> Try it: Only the lines below between the ones containing "and confirm with" and "let kind = request.message_type();", inclusive, are to be reproduced, each exactly as it stands.

Dataset entries:
:::::

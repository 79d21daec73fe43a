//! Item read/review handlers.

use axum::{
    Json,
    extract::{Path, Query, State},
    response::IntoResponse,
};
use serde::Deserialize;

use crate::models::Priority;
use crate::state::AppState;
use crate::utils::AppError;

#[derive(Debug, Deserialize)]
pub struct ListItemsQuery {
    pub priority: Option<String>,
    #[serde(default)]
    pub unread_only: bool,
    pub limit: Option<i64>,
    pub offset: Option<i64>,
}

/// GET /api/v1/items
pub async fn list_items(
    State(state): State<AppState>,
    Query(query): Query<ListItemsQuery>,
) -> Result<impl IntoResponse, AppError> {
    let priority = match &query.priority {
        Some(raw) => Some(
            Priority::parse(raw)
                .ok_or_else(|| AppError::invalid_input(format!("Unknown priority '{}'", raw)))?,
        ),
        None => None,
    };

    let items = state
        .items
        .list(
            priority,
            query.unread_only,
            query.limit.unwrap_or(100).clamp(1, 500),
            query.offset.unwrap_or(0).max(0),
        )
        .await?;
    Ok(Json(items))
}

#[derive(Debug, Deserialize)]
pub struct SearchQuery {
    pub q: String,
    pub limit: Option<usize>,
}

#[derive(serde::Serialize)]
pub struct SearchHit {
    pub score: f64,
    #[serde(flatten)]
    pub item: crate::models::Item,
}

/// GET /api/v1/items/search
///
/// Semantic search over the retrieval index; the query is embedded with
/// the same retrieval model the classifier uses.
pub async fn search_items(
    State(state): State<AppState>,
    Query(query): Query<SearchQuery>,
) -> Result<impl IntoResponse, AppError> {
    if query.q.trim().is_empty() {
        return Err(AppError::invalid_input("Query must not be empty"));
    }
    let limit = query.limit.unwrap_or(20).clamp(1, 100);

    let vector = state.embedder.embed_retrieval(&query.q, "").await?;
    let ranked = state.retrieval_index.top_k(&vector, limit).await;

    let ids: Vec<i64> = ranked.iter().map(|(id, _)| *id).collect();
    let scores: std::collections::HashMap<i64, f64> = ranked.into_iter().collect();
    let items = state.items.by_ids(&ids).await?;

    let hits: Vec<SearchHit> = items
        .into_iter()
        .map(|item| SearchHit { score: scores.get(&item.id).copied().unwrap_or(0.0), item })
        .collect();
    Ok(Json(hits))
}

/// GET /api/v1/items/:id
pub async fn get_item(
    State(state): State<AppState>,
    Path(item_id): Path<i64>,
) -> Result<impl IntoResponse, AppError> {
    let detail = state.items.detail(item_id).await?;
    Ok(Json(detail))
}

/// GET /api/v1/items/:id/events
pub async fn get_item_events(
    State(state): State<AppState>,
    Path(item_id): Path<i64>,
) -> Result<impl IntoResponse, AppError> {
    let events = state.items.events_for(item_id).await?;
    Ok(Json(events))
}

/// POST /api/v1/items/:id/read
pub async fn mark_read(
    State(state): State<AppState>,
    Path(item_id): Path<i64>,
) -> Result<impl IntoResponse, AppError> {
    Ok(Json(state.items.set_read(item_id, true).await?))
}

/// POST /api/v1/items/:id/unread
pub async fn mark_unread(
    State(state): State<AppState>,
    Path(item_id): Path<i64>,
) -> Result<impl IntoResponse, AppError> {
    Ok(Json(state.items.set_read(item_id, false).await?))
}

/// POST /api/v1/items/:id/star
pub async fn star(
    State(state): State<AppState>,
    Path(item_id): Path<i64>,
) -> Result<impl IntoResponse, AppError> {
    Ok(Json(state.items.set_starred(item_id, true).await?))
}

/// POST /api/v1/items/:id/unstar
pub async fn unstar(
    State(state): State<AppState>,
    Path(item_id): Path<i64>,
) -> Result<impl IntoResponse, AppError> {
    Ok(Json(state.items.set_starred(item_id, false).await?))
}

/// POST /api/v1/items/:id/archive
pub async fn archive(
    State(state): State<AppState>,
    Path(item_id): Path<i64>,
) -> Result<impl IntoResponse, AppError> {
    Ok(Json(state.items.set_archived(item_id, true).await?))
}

:::::

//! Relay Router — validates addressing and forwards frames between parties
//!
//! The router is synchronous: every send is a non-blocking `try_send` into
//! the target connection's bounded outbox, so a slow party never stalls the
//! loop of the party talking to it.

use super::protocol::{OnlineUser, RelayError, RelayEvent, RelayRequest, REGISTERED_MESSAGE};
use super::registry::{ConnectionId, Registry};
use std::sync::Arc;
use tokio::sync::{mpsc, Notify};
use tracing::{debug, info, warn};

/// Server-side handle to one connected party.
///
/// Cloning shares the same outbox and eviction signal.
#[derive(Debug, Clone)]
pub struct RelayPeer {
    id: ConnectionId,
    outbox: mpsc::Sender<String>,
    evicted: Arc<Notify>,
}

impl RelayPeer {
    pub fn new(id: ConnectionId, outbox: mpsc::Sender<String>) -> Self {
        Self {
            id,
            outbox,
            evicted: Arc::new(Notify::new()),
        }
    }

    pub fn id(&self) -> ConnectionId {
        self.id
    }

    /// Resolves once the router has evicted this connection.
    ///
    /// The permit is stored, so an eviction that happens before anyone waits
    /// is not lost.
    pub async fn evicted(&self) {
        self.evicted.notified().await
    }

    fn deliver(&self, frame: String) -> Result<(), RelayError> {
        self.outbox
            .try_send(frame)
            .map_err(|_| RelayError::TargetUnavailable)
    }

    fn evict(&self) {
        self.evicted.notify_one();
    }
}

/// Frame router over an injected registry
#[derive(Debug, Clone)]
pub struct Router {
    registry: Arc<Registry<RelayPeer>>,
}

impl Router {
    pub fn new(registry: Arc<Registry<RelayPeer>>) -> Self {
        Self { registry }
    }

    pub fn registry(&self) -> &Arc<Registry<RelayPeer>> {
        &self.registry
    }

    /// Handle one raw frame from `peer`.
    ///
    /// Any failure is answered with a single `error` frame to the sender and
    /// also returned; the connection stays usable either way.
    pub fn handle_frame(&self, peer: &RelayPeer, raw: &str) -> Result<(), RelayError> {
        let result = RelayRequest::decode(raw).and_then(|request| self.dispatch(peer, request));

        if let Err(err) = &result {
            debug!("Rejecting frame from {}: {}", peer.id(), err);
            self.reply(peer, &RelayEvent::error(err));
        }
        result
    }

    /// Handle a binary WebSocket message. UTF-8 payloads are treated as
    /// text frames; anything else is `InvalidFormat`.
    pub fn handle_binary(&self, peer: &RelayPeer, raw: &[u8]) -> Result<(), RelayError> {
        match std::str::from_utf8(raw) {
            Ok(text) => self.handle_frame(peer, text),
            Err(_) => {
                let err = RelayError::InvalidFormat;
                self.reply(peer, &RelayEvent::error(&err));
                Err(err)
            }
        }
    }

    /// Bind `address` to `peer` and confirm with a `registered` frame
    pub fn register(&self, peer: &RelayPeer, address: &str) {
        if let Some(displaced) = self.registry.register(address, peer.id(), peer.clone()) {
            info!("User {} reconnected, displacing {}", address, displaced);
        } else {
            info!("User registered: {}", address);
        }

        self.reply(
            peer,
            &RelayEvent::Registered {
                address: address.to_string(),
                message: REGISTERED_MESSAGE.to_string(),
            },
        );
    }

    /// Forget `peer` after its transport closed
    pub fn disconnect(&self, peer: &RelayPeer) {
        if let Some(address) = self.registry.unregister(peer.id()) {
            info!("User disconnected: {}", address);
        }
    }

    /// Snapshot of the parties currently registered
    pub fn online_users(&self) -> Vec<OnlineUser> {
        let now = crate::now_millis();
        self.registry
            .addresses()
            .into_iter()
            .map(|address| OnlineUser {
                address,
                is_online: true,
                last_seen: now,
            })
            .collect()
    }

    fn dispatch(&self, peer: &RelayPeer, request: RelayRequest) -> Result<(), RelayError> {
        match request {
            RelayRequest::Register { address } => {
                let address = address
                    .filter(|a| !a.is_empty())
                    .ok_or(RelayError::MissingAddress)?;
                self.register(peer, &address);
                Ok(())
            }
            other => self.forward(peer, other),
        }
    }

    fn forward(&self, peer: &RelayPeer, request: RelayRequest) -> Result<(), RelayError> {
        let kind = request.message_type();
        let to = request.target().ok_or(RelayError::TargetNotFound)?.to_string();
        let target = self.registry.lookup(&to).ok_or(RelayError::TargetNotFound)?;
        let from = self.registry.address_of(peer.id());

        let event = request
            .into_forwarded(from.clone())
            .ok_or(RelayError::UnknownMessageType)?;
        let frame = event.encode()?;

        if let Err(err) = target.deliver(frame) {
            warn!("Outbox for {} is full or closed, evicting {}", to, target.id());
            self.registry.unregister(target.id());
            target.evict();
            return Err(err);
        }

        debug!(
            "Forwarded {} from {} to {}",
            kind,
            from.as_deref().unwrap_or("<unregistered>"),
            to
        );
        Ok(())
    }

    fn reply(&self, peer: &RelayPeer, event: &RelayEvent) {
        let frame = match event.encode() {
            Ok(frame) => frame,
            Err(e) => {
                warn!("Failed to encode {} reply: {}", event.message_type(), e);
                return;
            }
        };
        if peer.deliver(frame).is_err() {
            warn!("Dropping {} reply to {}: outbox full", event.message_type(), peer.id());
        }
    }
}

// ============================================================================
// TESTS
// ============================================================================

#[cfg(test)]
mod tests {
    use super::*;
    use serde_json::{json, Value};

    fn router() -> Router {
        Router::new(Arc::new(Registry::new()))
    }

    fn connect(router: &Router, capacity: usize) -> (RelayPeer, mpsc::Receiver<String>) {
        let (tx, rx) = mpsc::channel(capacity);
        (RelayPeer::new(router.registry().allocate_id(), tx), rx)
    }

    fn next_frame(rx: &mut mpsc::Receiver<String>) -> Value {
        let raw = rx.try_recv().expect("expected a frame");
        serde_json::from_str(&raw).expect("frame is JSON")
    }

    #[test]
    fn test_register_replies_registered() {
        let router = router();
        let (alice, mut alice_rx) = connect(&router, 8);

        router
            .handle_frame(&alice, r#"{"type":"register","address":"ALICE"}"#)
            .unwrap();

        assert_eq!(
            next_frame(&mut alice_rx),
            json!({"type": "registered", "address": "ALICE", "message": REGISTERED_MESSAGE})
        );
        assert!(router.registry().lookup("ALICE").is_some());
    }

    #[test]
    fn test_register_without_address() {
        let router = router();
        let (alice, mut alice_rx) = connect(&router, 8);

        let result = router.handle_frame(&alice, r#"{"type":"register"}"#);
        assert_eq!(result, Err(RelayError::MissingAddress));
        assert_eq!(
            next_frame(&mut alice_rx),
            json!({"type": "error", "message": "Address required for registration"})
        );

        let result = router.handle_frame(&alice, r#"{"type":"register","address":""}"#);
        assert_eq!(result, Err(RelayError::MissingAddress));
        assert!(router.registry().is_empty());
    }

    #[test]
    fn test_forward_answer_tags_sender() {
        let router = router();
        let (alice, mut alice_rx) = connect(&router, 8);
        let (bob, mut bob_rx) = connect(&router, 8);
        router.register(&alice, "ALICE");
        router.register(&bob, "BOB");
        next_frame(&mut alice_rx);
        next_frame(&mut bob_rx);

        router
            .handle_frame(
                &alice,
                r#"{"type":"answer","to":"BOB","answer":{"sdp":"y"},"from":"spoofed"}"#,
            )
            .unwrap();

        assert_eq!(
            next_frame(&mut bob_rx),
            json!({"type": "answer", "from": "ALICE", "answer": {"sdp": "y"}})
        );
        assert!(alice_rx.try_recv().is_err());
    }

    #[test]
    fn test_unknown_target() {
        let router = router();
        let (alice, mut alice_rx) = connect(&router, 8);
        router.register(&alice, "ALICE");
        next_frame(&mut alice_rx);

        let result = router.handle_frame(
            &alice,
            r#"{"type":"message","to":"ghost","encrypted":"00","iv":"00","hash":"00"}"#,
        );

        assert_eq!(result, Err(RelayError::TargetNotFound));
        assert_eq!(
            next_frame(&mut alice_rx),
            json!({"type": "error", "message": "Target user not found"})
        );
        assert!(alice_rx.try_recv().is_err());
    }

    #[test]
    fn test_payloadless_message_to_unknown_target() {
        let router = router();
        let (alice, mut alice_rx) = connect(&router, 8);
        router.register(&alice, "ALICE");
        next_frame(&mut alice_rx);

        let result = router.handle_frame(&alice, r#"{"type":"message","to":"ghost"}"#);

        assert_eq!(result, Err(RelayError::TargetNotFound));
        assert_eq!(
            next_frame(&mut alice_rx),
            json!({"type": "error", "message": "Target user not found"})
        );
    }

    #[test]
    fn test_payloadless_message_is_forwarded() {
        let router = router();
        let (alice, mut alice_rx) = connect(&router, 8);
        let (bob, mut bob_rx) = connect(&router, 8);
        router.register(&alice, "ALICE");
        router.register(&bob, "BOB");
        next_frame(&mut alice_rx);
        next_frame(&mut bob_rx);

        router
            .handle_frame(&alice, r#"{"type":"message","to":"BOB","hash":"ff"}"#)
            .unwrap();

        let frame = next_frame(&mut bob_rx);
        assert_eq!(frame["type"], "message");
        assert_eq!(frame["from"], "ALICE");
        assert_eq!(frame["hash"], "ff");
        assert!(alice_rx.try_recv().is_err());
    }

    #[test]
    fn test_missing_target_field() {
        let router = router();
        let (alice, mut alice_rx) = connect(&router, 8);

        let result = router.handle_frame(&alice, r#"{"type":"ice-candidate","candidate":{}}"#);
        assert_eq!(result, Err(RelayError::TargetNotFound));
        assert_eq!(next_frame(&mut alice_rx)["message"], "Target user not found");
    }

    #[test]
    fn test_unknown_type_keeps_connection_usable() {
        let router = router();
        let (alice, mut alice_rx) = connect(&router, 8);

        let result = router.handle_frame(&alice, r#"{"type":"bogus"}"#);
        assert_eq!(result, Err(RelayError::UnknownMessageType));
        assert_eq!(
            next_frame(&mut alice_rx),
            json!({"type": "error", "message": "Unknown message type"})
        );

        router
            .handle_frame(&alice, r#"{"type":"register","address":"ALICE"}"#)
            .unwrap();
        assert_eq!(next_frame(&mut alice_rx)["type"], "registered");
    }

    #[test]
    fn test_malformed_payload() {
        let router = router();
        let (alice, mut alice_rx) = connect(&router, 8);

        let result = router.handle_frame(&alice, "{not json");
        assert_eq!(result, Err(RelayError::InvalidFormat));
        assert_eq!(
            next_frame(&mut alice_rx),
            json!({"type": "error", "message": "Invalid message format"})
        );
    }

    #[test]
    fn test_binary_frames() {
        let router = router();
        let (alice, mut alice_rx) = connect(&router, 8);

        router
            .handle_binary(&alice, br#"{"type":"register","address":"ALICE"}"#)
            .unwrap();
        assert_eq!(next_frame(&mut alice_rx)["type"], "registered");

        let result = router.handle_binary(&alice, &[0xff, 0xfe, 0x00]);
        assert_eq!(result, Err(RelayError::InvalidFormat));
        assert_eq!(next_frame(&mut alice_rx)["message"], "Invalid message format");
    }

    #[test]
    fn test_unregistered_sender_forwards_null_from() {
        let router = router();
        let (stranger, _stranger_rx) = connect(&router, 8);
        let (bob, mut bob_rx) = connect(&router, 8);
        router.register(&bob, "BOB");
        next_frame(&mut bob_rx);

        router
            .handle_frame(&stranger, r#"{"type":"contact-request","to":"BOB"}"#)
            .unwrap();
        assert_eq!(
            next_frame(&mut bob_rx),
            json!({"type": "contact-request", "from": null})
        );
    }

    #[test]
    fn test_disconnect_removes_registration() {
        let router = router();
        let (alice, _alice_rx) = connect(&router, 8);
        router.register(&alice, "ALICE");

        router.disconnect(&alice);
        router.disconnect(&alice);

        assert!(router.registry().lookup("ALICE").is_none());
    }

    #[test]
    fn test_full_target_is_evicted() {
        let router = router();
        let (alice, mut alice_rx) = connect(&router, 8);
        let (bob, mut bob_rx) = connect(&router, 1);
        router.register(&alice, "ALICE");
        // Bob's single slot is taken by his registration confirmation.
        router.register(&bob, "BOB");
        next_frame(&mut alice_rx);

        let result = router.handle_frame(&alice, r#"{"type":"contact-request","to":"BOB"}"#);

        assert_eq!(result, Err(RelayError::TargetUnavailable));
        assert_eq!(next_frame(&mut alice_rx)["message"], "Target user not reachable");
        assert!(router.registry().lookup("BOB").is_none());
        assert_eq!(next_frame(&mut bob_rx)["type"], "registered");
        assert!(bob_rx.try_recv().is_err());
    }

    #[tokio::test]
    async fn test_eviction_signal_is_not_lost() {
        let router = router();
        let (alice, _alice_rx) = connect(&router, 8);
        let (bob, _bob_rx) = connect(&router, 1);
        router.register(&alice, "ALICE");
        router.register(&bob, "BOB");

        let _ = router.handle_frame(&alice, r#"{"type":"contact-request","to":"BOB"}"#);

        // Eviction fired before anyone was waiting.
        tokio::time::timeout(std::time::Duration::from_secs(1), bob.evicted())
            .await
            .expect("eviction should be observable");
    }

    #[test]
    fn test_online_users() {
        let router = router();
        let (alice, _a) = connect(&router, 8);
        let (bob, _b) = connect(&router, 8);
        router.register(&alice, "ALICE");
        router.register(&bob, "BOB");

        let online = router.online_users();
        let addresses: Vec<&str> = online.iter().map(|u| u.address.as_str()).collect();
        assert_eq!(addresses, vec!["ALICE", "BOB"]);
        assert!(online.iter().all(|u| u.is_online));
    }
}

:::::

> Solution to this problem:
    /// Bind `address` to `peer` and confirm with a `registered` frame
    pub fn register(&self, peer: &RelayPeer, address: &str) {
        if let Some(displaced) = self.registry.register(address, peer.id(), peer.clone()) {
            info!("User {} reconnected, displacing {}", address, displaced);
        } else {
            info!("User registered: {}", address);
        }

        self.reply(
            peer,
            &RelayEvent::Registered {
                address: address.to_string(),
                message: REGISTERED_MESSAGE.to_string(),
            },
        );
    }

    /// Forget `peer` after its transport closed
    pub fn disconnect(&self, peer: &RelayPeer) {
        if let Some(address) = self.registry.unregister(peer.id()) {
            info!("User disconnected: {}", address);
        }
    }

    /// Snapshot of the parties currently registered
    pub fn online_users(&self) -> Vec<OnlineUser> {
        let now = crate::now_millis();
        self.registry
            .addresses()
            .into_iter()
            .map(|address| OnlineUser {
                address,
                is_online: true,
                last_seen: now,
            })
            .collect()
    }

    fn dispatch(&self, peer: &RelayPeer, request: RelayRequest) -> Result<(), RelayError> {
        match request {
            RelayRequest::Register { address } => {
                let address = address
                    .filter(|a| !a.is_empty())
                    .ok_or(RelayError::MissingAddress)?;
                self.register(peer, &address);
                Ok(())
            }
            other => self.forward(peer, other),
        }
    }

    fn forward(&self, peer: &RelayPeer, request: RelayRequest) -> Result<(), RelayError> {
        let kind = request.message_type();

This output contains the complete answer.